Naast de vragen worden symbolen weergegeven om je te waarschuwen voor zaken die mogelijk aandacht behoeven.

  • Doornemen aanbevolen: deze status wordt toegevoegd bij discriminantwaarden kleiner dan 0,1. of moeilijkheidswaarden groter dan 80% (vraag te gemakkelijk) of kleiner dan 30% (vraag te moeilijk). Bekijk de vraag en bepaal of deze moet worden aangepast.
  • Vraag is mogelijk gewijzigd na implementatie: geeft aan dat een onderdeel van de vraag is gewijzigd sinds de publicatie van de toets. Een wijziging kan betekenen dat de gegevens voor die vraag niet betrouwbaar zijn. Pogingen die zijn verzonden nadat de vraag werd gewijzigd, kunnen baat hebben bij de wijziging.

    Dit symbool wordt niet weergegeven voor herstelde cursussen.

  • Niet alle inzendingen zijn beoordeeld: deze status wordt weergegeven voor een toets met vragen die met de hand moeten worden beoordeeld, zoals open vragen. In een toets met een open vraag die door 50 studenten is beantwoord, wordt deze indicator weergegeven totdat je alle 50 pogingen hebt beoordeeld. De tool Itemanalyse verwerkt pogingen die zijn beoordeeld op het moment dat je het rapport uitvoert.
  • (QS) en (RB): geeft aan of een vraag afkomstig is uit een vragenset (QS) of een willekeurig blok (RB). Als vragen in willekeurige volgorde worden aangeboden, is het mogelijk dat sommige vragen meer pogingen hebben dan andere vragen.

Meerdere pogingen, genegeerde vragen en bewerkte vragen

De tool itemanalyse verwerkt meerdere pogingen, genegeerde vragen, bewerkte vragen en andere veelvoorkomende scenario's op deze manieren:

  • Wanneer studenten een toets meerdere keren maken, wordt de laatst verzonden poging gebruikt als input voor de itemanalyse.
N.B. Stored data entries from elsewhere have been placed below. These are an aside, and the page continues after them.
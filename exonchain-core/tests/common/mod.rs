#![allow(dead_code)]

use bio::alphabets::dna;
use exonchain_core::align::{PairwiseAligner, SubstitutionAligner};
use exonchain_core::hit::{Hit, HitCollection, HitRecord, Part, Transcript};
use exonchain_core::sequence::InMemoryGenome;

/// Contig id used by all fixtures
pub const CONTIG: &str = "chr1";

/// First part, starts with a methionine
pub const PART_0: &str = "MKWFEG";
/// Middle part; none of its residues scores positively against the
/// translated introns and flanks
pub const PART_1: &str = "WCYFGP";
/// Last part, without a stop
pub const PART_2: &str = "PEGWFA";

/// One fixed codon per residue.
pub fn codon(residue: u8) -> &'static [u8] {
    match residue {
        b'A' => b"GCT",
        b'C' => b"TGC",
        b'D' => b"GAC",
        b'E' => b"GAA",
        b'F' => b"TTC",
        b'G' => b"GGC",
        b'H' => b"CAC",
        b'I' => b"ATC",
        b'K' => b"AAA",
        b'L' => b"CTG",
        b'M' => b"ATG",
        b'N' => b"AAC",
        b'P' => b"CCA",
        b'Q' => b"CAA",
        b'R' => b"CGC",
        b'S' => b"TCC",
        b'T' => b"ACC",
        b'V' => b"GTC",
        b'W' => b"TGG",
        b'Y' => b"TAC",
        b'*' => b"TAA",
        other => panic!("no codon for residue {}", other as char),
    }
}

/// Coding sequence of `protein`.
pub fn encode(protein: &str) -> Vec<u8> {
    protein.bytes().flat_map(|r| codon(r).iter().copied()).collect()
}

/// 100 bp intron with consensus `GT...AG` ends. Its translations hold only
/// `L`, `T`, `N`, `V`, `Q` and stops.
pub fn create_test_intron() -> Vec<u8> {
    let mut intron = b"GT".to_vec();
    intron.extend(b"TAAC".repeat(24));
    intron.extend_from_slice(b"AG");
    intron
}

/// Intergenic filler with a stop every fourth codon in every frame.
pub fn create_test_flank(repeats: usize) -> Vec<u8> {
    b"TAAC".repeat(repeats)
}

/// Forward-strand contig with known exon positions.
#[derive(Debug, Clone)]
pub struct GeneLayout {
    pub sequence: Vec<u8>,
    /// Genomic `(start, end)` of every exon, 1-based inclusive
    pub exons: Vec<(i64, i64)>,
}

impl GeneLayout {
    pub fn len(&self) -> i64 {
        self.sequence.len() as i64
    }

    /// The same gene on the reverse strand of the reverse complement.
    pub fn reverse_complement(&self) -> Self {
        let len = self.len();
        Self {
            sequence: dna::revcomp(&self.sequence),
            exons: self.exons.iter().map(|&exon| mirror(len, exon)).collect(),
        }
    }

    pub fn genome(&self) -> InMemoryGenome {
        let mut genome = InMemoryGenome::new();
        genome.insert(CONTIG, self.sequence.clone());
        genome
    }
}

/// Assembles a [`GeneLayout`]: flank, then exons and introns, then flank.
#[derive(Debug, Clone)]
pub struct GeneBuilder {
    sequence: Vec<u8>,
    exons: Vec<(i64, i64)>,
}

impl Default for GeneBuilder {
    fn default() -> Self {
        Self::new()
    }
}

impl GeneBuilder {
    pub fn new() -> Self {
        Self {
            sequence: create_test_flank(10),
            exons: Vec::new(),
        }
    }

    pub fn exon(mut self, protein: &str) -> Self {
        let start = self.sequence.len() as i64 + 1;
        self.sequence.extend(encode(protein));
        self.exons.push((start, self.sequence.len() as i64));
        self
    }

    pub fn intron(mut self) -> Self {
        self.sequence.extend(create_test_intron());
        self
    }

    /// Raw bases that are not recorded as an exon
    pub fn bases(mut self, bases: &[u8]) -> Self {
        self.sequence.extend_from_slice(bases);
        self
    }

    pub fn build(mut self) -> GeneLayout {
        self.sequence.extend(create_test_flank(10));
        GeneLayout {
            sequence: self.sequence,
            exons: self.exons,
        }
    }
}

/// Three exons coding [`PART_0`], [`PART_1`] and [`PART_2`].
pub fn create_three_exon_gene() -> GeneLayout {
    GeneBuilder::new()
        .exon(PART_0)
        .intron()
        .exon(PART_1)
        .intron()
        .exon(PART_2)
        .build()
}

/// Genomic interval of the same bases on the opposite strand.
pub fn mirror(len: i64, (start, end): (i64, i64)) -> (i64, i64) {
    (len - end + 1, len - start + 1)
}

pub fn create_test_transcript(parts: &[&str]) -> Transcript {
    let parts = parts
        .iter()
        .enumerate()
        .map(|(index, protein)| Part::new(format!("e{}", index + 1), *protein))
        .collect();
    Transcript::new("t1", parts).unwrap()
}

/// BLOSUM62 score of `residues` against themselves.
pub fn self_score(residues: &str) -> i64 {
    SubstitutionAligner::default().global_score(residues.as_bytes(), residues.as_bytes())
}

/// Gap-free hit of `residues` starting at `target_start`. Pass a
/// `target_start` above `target_end` for the reverse strand.
pub fn create_test_hit(
    part: usize,
    target_start: i64,
    target_end: i64,
    query: (usize, usize),
    query_length: usize,
    residues: &str,
) -> Hit {
    Hit::from_record(HitRecord {
        part,
        contig: CONTIG.to_string(),
        target_start,
        target_end,
        query_start: query.0,
        query_end: query.1,
        query_length,
        score: self_score(residues),
        aligned_query: residues.to_string(),
        aligned_target: residues.to_string(),
    })
    .unwrap()
}

/// Hit covering all of part `part` of `parts` at the forward exon `exon`.
pub fn create_exon_hit(parts: &[&str], part: usize, exon: (i64, i64)) -> Hit {
    let protein = parts[part];
    create_test_hit(part, exon.0, exon.1, (1, protein.len()), protein.len(), protein)
}

/// Same as [`create_exon_hit`] for an exon on the reverse strand.
pub fn create_reverse_exon_hit(parts: &[&str], part: usize, exon: (i64, i64)) -> Hit {
    let protein = parts[part];
    create_test_hit(part, exon.1, exon.0, (1, protein.len()), protein.len(), protein)
}

pub fn create_test_collection(parts: usize, hits: Vec<Hit>) -> HitCollection {
    HitCollection::from_hits(parts, hits).unwrap()
}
Voor een toets zijn bijvoorbeeld drie pogingen toegestaan en student A heeft twee pogingen verzonden, en is bezig met een derde poging. De huidige poging van Student A telt dan mee voor het aantal dat wordt vermeld bij Pogingen in uitvoering. Geen van de eerdere pogingen van Student A worden opgenomen in de huidige analysegegevens. Zodra Student A de derde poging verzendt, wordt de poging opgenomen in volgende analyses.
  • Het vervangen van cijfers in Grade Center heeft geen invloed op de analysegegevens omdat de analyse statistische gegevens genereert voor vragen op basis van voltooide pogingen van studenten.
  • Handmatig beoordeelde vragen of wijzigingen aan de vraagtekst, juiste antwoordkeuze, deelpunten of punten worden niet automatisch bijgewerkt in het analyserapport. Voer de analyse opnieuw uit om te zien of de wijzigingen invloed hebben op de gegevens.

Voorbeelden

Met itemanalyse kun je vragen verbeteren voor toekomstige beheerders van toetsen of misleidende of onduidelijke vragen in een actuele test corrigeren.

  • Een meerkeuzevraag is gemarkeerd voor evaluatie. Meer studenten uit de bovenste 25% hebben antwoord B gekozen, terwijl antwoord A het juiste antwoord is. Je ziet dat je niet het juiste antwoord hebt gekozen tijdens het maken van de vraag. Je past de vraag van de toets aan en er wordt opnieuw automatisch beoordeeld.
  • In een meerkeuzevraag hebben evenveel studenten gekozen voor A, B en C. Controleer de antwoordmogelijkheden om te kijken of deze misschien te veel op elkaar lijken, de vraag te moeilijk is of de stof niet is behandeld.
  • Een vraag wordt gemarkeerd voor controle omdat deze in de categorie moeilijk valt. Je komt tot de conclusie dat het een moeilijke vraag is, maar laat de vraag staan om de doelen van de cursus afdoende te testen.